老潘是我刚进炼铁厂1号高炉车间的安全员,他的名字我已经想不起来了,相貌也已模糊一片。只记得焦黄的头发和胡须、褐色的混浊的小眼睛,黄瘦的起了皱折的脸,土黄色的洗旧的工作服,唯一不同地是脚上常常穿一双黑色的高筒雨靴(这个道具大有用处,我在后面要专门提到),整个人看起来别别扭扭。说起话来操着潼关地区的口音——就是那个兵家必争之地的陕西潼关——絮絮叨叨,罗哩罗嗦。干起工作来,抠得特别细,苦口婆心,威逼利诱,大有不达目的誓不罢休的劲头,全车间上下,从车间主任到基层员工,提起他没有不头疼的。就这么个人,大家心里都知道他是好人,说起他的好来却总要七折八扣的,透出几分无奈,反正好得不透彻,不舒服。说出烦他的话吧,那人人管保都是“苦大仇深”,差点就要“字字血,声声泪”了。

  话休絮烦。我和老潘的初次“会晤”是在车间办公室。他饶有兴趣地瞧着我,仿佛说,就这么个蔫娃娃,还想在炼铁炉前干?看不“练”死你!也是,刚从学校毕业的我,腰围只有一尺八,整个一手无缚鸡之力的白面书生。最糟糕的是我对生产区的声音十分地不适应,随便从什么地方传来的突发巨响,都会使我耳朵与头发倒竖,体颤与心悸齐来。

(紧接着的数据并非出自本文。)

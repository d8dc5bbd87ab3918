// Copyright 2025 John Brosnihan
//
// Licensed under the Apache License, Version 2.0 (the "License");
// you may not use this file except in compliance with the License.
// You may obtain a copy of the License at
//
//     http://www.apache.org/licenses/LICENSE-2.0
//
// Unless required by applicable law or agreed to in writing, software
// distributed under the License is distributed on an "AS IS" BASIS,
// WITHOUT WARRANTIES OR CONDITIONS OF ANY KIND, either express or implied.
// See the License for the specific language governing permissions and
// limitations under the License.
//! Simulation configuration
//!
//! [`SimConfig`] is plain serde data with defaults matching a 60 Hz arcade
//! loop on a 256x224 playfield. It can be built in code, parsed from JSON, or
//! loaded from the file named by the `ARCADE_CORE_CONFIG` environment
//! variable:
//!
//! ```bash
//! export ARCADE_CORE_CONFIG=/path/to/arcade.json
//! ```
//!
//! Missing fields fall back to their defaults, so a config file only needs
//! the values it changes.

use crate::ecs::Bounds;
use crate::error::SimError;
use crate::pool::PoolConfig;
use serde::{Deserialize, Serialize};
use std::path::Path;
use std::time::Duration;

/// Environment variable naming a JSON config file
pub const CONFIG_ENV_VAR: &str = "ARCADE_CORE_CONFIG";

/// Top-level simulation configuration
#[derive(Debug, Clone, PartialEq, Serialize, Deserialize)]
#[serde(default)]
pub struct SimConfig {
    /// Fixed simulation ticks per second
    pub tick_rate: f64,
    /// Frames longer than this are clamped to a single tick (spiral-of-death guard)
    pub max_frame_time_ms: f64,
    /// Side length of a spatial grid cell, in world units
    pub cell_size: f32,
    /// Upper bound on samples taken by a ray query
    pub max_ray_steps: usize,
    /// Region outside which particles and projectiles are recycled
    pub playfield: Bounds,
    /// Particle pool sizing
    pub particles: PoolConfig,
    /// Projectile pool sizing
    pub projectiles: PoolConfig,
    /// Seed for the simulation RNG (particle bursts)
    pub seed: u64,
}

impl Default for SimConfig {
    fn default() -> Self {
        SimConfig {
            tick_rate: 60.0,
            max_frame_time_ms: 250.0,
            cell_size: 64.0,
            max_ray_steps: 100,
            playfield: Bounds::new(-50.0, -50.0, 306.0, 274.0),
            particles: PoolConfig::new(50),
            projectiles: PoolConfig::new(20),
            seed: 0x5eed_a2c4,
        }
    }
}

impl SimConfig {
    /// Parse a configuration from a JSON document
    pub fn from_json_str(json: &str) -> Result<Self, SimError> {
        let config: SimConfig = serde_json::from_str(json)?;
        config.validate()?;
        Ok(config)
    }

    /// Load a configuration from a JSON file
    pub fn from_file(path: impl AsRef<Path>) -> Result<Self, SimError> {
        let text = std::fs::read_to_string(path.as_ref())?;
        Self::from_json_str(&text)
    }

    /// Load from the file named by `ARCADE_CORE_CONFIG`, or use defaults
    ///
    /// An unset variable is not an error. A set variable pointing at a
    /// missing or malformed file is.
    pub fn from_env() -> Result<Self, SimError> {
        match std::env::var(CONFIG_ENV_VAR) {
            Ok(path) => {
                log::info!("loading simulation config from {}", path);
                Self::from_file(path)
            }
            Err(_) => Ok(Self::default()),
        }
    }

    /// Duration of one fixed tick
    pub fn tick_duration(&self) -> Duration {
        Duration::from_secs_f64(1.0 / self.tick_rate)
    }

    /// Frame-time ceiling for the spiral-of-death guard
    pub fn max_frame_time(&self) -> Duration {
        Duration::from_secs_f64(self.max_frame_time_ms / 1000.0)
    }

    /// Check that every value is usable
    ///
    /// Returns the first problem found.
    pub fn validate(&self) -> Result<(), SimError> {
        if !self.tick_rate.is_finite() || self.tick_rate <= 0.0 {
            return Err(SimError::InvalidConfig(format!(
                "tick_rate {} must be positive and finite",
                self.tick_rate
            )));
        }
        if self.tick_rate > 1000.0 {
            return Err(SimError::InvalidConfig(format!(
                "tick_rate {} is above 1000 Hz",
                self.tick_rate
            )));
        }

        let tick_ms = 1000.0 / self.tick_rate;
        if !self.max_frame_time_ms.is_finite() || self.max_frame_time_ms < tick_ms {
            return Err(SimError::InvalidConfig(format!(
                "max_frame_time_ms {} must be at least one tick ({:.3} ms)",
                self.max_frame_time_ms, tick_ms
            )));
        }

        if !self.cell_size.is_finite() || self.cell_size <= 0.0 {
            return Err(SimError::InvalidConfig(format!(
                "cell_size {} must be positive and finite",
                self.cell_size
            )));
        }

        if self.max_ray_steps == 0 {
            return Err(SimError::InvalidConfig(
                "max_ray_steps must be at least 1".to_string(),
            ));
        }

        if self.playfield.width() <= 0.0 || self.playfield.height() <= 0.0 {
            return Err(SimError::InvalidConfig(format!(
                "playfield {:?} has no area",
                self.playfield
            )));
        }

        Ok(())
    }
}
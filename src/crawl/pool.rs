// src/crawl/pool.rs
// =============================================================================
// A fixed-size worker pool on top of tokio.
//
// How it works:
// 1. `size` worker tasks are spawned when the pool is created
// 2. Jobs (boxed futures) go into one shared FIFO queue
// 3. Each idle worker takes the next job and runs it to completion
// 4. close() stops accepting jobs, lets the queue drain, and joins the workers
//
// The crawler owns two of these: one for downloads and one for extraction.
// A job never waits on another job from its own pool, so a pool cannot
// deadlock itself no matter how small it is.
//
// Rust concepts:
// - mpsc channel: the job queue (many senders, one receiver)
// - Arc<Mutex<Receiver>>: lets several workers share the single receiver
// - JoinHandle: lets close() wait for every worker to exit
// =============================================================================

use crate::error::CrawlError;
use futures::future::BoxFuture;
use futures::FutureExt;
use std::future::Future;
use std::panic::AssertUnwindSafe;
use std::sync::Arc;
use tokio::sync::{mpsc, Mutex};
use tokio::task::JoinHandle;

type Job = BoxFuture<'static, ()>;
type Receiver = mpsc::UnboundedReceiver<Job>;

pub struct WorkerPool {
    name: &'static str,
    sender: mpsc::UnboundedSender<Job>,
    workers: Vec<JoinHandle<()>>,
}

// A cheap, cloneable way to submit jobs to a pool
//
// Tasks hold handles to the *other* pool so a download can queue an
// extraction and vice versa.
#[derive(Clone)]
pub struct PoolHandle {
    name: &'static str,
    sender: mpsc::UnboundedSender<Job>,
}

impl WorkerPool {
    // Spawns `size` workers on the current tokio runtime.
    //
    // Panics if called outside a runtime (tokio::spawn does).
    pub fn new(name: &'static str, size: usize) -> Self {
        let (sender, receiver) = mpsc::unbounded_channel::<Job>();
        let receiver = Arc::new(Mutex::new(receiver));

        let workers = (0..size)
            .map(|id| {
                let receiver = Arc::clone(&receiver);
                tokio::spawn(worker_loop(name, id, receiver))
            })
            .collect();

        tracing::debug!(pool = name, size, "worker pool started");
        Self {
            name,
            sender,
            workers,
        }
    }

    pub fn handle(&self) -> PoolHandle {
        PoolHandle {
            name: self.name,
            sender: self.sender.clone(),
        }
    }

    // Stops accepting new jobs from this pool object and waits for the
    // workers to finish.
    //
    // Workers exit once every sender is gone and the queue is empty. Jobs that
    // are still queued or running keep their own handles alive, so this also
    // waits for them to drain.
    pub async fn close(self) {
        let WorkerPool {
            name,
            sender,
            workers,
        } = self;
        drop(sender);

        for worker in workers {
            if let Err(e) = worker.await {
                tracing::error!(pool = name, error = %e, "worker did not shut down cleanly");
            }
        }
        tracing::debug!(pool = name, "worker pool closed");
    }
}

impl PoolHandle {
    pub fn submit<F>(&self, job: F) -> Result<(), CrawlError>
    where
        F: Future<Output = ()> + Send + 'static,
    {
        self.sender
            .send(job.boxed())
            .map_err(|_| CrawlError::PoolClosed(self.name))
    }
}

async fn worker_loop(name: &'static str, id: usize, receiver: Arc<Mutex<Receiver>>) {
    loop {
        // Hold the lock only while waiting for the next job, not while
        // running it, so other workers can pick up work in parallel
        let job = {
            let mut receiver = receiver.lock().await;
            receiver.recv().await
        };

        let Some(job) = job else {
            break;
        };

        // A panicking job must not take the worker down with it
        if AssertUnwindSafe(job).catch_unwind().await.is_err() {
            tracing::error!(pool = name, worker = id, "job panicked");
        }
    }
}

#[cfg(test)]
mod tests {
    use super::*;
    use std::sync::atomic::{AtomicUsize, Ordering};
    use std::time::Duration;

    #[tokio::test(flavor = "multi_thread", worker_threads = 4)]
    async fn test_runs_every_job_before_close_returns() {
        let pool = WorkerPool::new("test", 3);
        let handle = pool.handle();
        let done = Arc::new(AtomicUsize::new(0));

        for _ in 0..50 {
            let done = Arc::clone(&done);
            handle
                .submit(async move {
                    tokio::time::sleep(Duration::from_millis(1)).await;
                    done.fetch_add(1, Ordering::SeqCst);
                })
                .unwrap();
        }
        drop(handle);

        pool.close().await;
        assert_eq!(done.load(Ordering::SeqCst), 50);
    }

    #[tokio::test(flavor = "multi_thread", worker_threads = 4)]
    async fn test_concurrency_is_bounded_by_size() {
        let pool = WorkerPool::new("bounded", 2);
        let handle = pool.handle();
        let running = Arc::new(AtomicUsize::new(0));
        let peak = Arc::new(AtomicUsize::new(0));

        for _ in 0..20 {
            let running = Arc::clone(&running);
            let peak = Arc::clone(&peak);
            handle
                .submit(async move {
                    let now = running.fetch_add(1, Ordering::SeqCst) + 1;
                    peak.fetch_max(now, Ordering::SeqCst);
                    tokio::time::sleep(Duration::from_millis(5)).await;
                    running.fetch_sub(1, Ordering::SeqCst);
                })
                .unwrap();
        }
        drop(handle);

        pool.close().await;
        assert!(peak.load(Ordering::SeqCst) <= 2);
    }

    #[tokio::test(flavor = "multi_thread", worker_threads = 2)]
    async fn test_worker_survives_panicking_job() {
        let pool = WorkerPool::new("panics", 1);
        let handle = pool.handle();
        let done = Arc::new(AtomicUsize::new(0));

        handle.submit(async { panic!("boom") }).unwrap();
        let counter = Arc::clone(&done);
        handle
            .submit(async move {
                counter.fetch_add(1, Ordering::SeqCst);
            })
            .unwrap();
        drop(handle);

        pool.close().await;
        assert_eq!(done.load(Ordering::SeqCst), 1);
    }

    #[tokio::test]
    async fn test_submit_after_workers_exit_fails() {
        let pool = WorkerPool::new("closed", 1);
        let handle = pool.handle();
        // Abort the workers so the receiver is dropped
        for worker in &pool.workers {
            worker.abort();
        }
        for worker in pool.workers {
            let _ = worker.await;
        }

        let err = handle.submit(async {}).unwrap_err();
        assert!(matches!(err, CrawlError::PoolClosed("closed")));
    }
}
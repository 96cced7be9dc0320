// src/error.rs
// =============================================================================
// Error types for the crawler library.
//
// There are two families of errors:
// - Per-URL failures (FetchError, ExtractError). These never stop a crawl.
//   They are collected into CrawlResult::errors, keyed by URL.
// - Call failures (CrawlError). These are returned from WebCrawler::new or
//   WebCrawler::crawl and mean the call itself did not produce a result.
//
// Rust concepts:
// - thiserror: derives std::error::Error and Display from attributes
// - Enums with data: each variant carries the details of what went wrong
// =============================================================================

use serde::Serialize;
use thiserror::Error;

// Why a fetch failed
//
// The variants mirror the ways an HTTP request can go wrong, so the CLI can
// print something more useful than a raw reqwest message.
#[derive(Debug, Clone, PartialEq, Eq, Error, Serialize)]
#[serde(tag = "kind", content = "detail", rename_all = "snake_case")]
pub enum FetchErrorKind {
    /// Request timed out
    #[error("request timed out")]
    Timeout,
    /// Redirect loop or too many hops
    #[error("too many redirects")]
    TooManyRedirects,
    /// Could not resolve hostname
    #[error("could not resolve hostname")]
    Dns,
    /// SSL/TLS certificate or handshake error
    #[error("TLS error")]
    Tls,
    /// Could not open a connection
    #[error("connection failed")]
    Connect,
    /// Server answered with a non-success status
    #[error("HTTP {0}")]
    Status(u16),
    /// Response body could not be read
    #[error("failed to read body: {0}")]
    Body(String),
    /// Anything else (including invalid URLs)
    #[error("{0}")]
    Other(String),
}

// A failure to download one URL
#[derive(Debug, Clone, PartialEq, Eq, Error, Serialize)]
#[error("failed to fetch {url}: {kind}")]
pub struct FetchError {
    pub url: String,
    #[serde(flatten)]
    pub kind: FetchErrorKind,
}

impl FetchError {
    pub fn new(url: impl Into<String>, kind: FetchErrorKind) -> Self {
        Self { url: url.into(), kind }
    }
}

// A failure to extract links from an already downloaded page
//
// The url is always the page's own URL, not a link found inside it.
#[derive(Debug, Clone, PartialEq, Eq, Error, Serialize)]
#[error("failed to extract links from {url}: {reason}")]
pub struct ExtractError {
    pub url: String,
    pub reason: String,
}

impl ExtractError {
    pub fn new(url: impl Into<String>, reason: impl Into<String>) -> Self {
        Self {
            url: url.into(),
            reason: reason.into(),
        }
    }
}

// What ends up in CrawlResult::errors for a URL
#[derive(Debug, Clone, PartialEq, Eq, Error, Serialize)]
#[serde(tag = "phase", rename_all = "snake_case")]
pub enum CrawlFailure {
    #[error(transparent)]
    Fetch(FetchError),
    #[error(transparent)]
    Extract(ExtractError),
}

impl From<FetchError> for CrawlFailure {
    fn from(err: FetchError) -> Self {
        CrawlFailure::Fetch(err)
    }
}

impl From<ExtractError> for CrawlFailure {
    fn from(err: ExtractError) -> Self {
        CrawlFailure::Extract(err)
    }
}

// Errors returned by the crawler API itself
#[derive(Debug, Error)]
pub enum CrawlError {
    /// Depth must be at least 1 (1 = only the start page)
    #[error("invalid depth {0}: depth must be at least 1")]
    InvalidDepth(usize),

    /// A pool or per-host limit was configured with zero workers
    #[error("invalid {name}: must be at least 1, got {value}")]
    InvalidPoolSize { name: &'static str, value: usize },

    /// The caller stopped waiting before the crawl finished
    #[error("crawl interrupted before completion")]
    Interrupted,

    /// A task could not be handed to a worker pool
    #[error("{0} pool is closed")]
    PoolClosed(&'static str),
}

  于是乎,抄完一份《炼铁安全规程》后,雄纠纠的老潘领着颤巍巍的我开始向1号高炉挺进。正值7月天气,那热其实不可当,更何况我们是要去“抱”一个大火炉。等走到“下炉台”(铁口与渣铁分离器所处炉台叫上炉台,渣铁分离器以下叫下炉台)的时候,只见炉台上红灼灼地横着一道铸沟,原来刚放完铁,沟内除了固体红铁外,还残存着少许铁水。此时不光身上热,穿着厚厚的大头皮鞋,走在铸沟1米周围,都象走在烙饼鏊上。《西游记》里所写的火焰山一节,猪八戒说“爪子烫得疼”,沙和尚说“脚底烙得慌”,也不过如此吧。老潘轻轻松松,闲庭信步地跨了过去,甚至连身子都没有晃一下。我咬咬牙,仗着年轻体健,纵身一跃,身子处于铸沟正上方的一瞬间,档部象着了火一样,浑身都被禁锢在凝固的灼热的气体里。这窄窄的一尺宽的铸沟,对我的艰难程度就象是天堑龙门,又象是某些地方新媳妇过门时跨过的火盆,经过这番“浴火重生”,我真得要从一名学生变成一个炉前工了。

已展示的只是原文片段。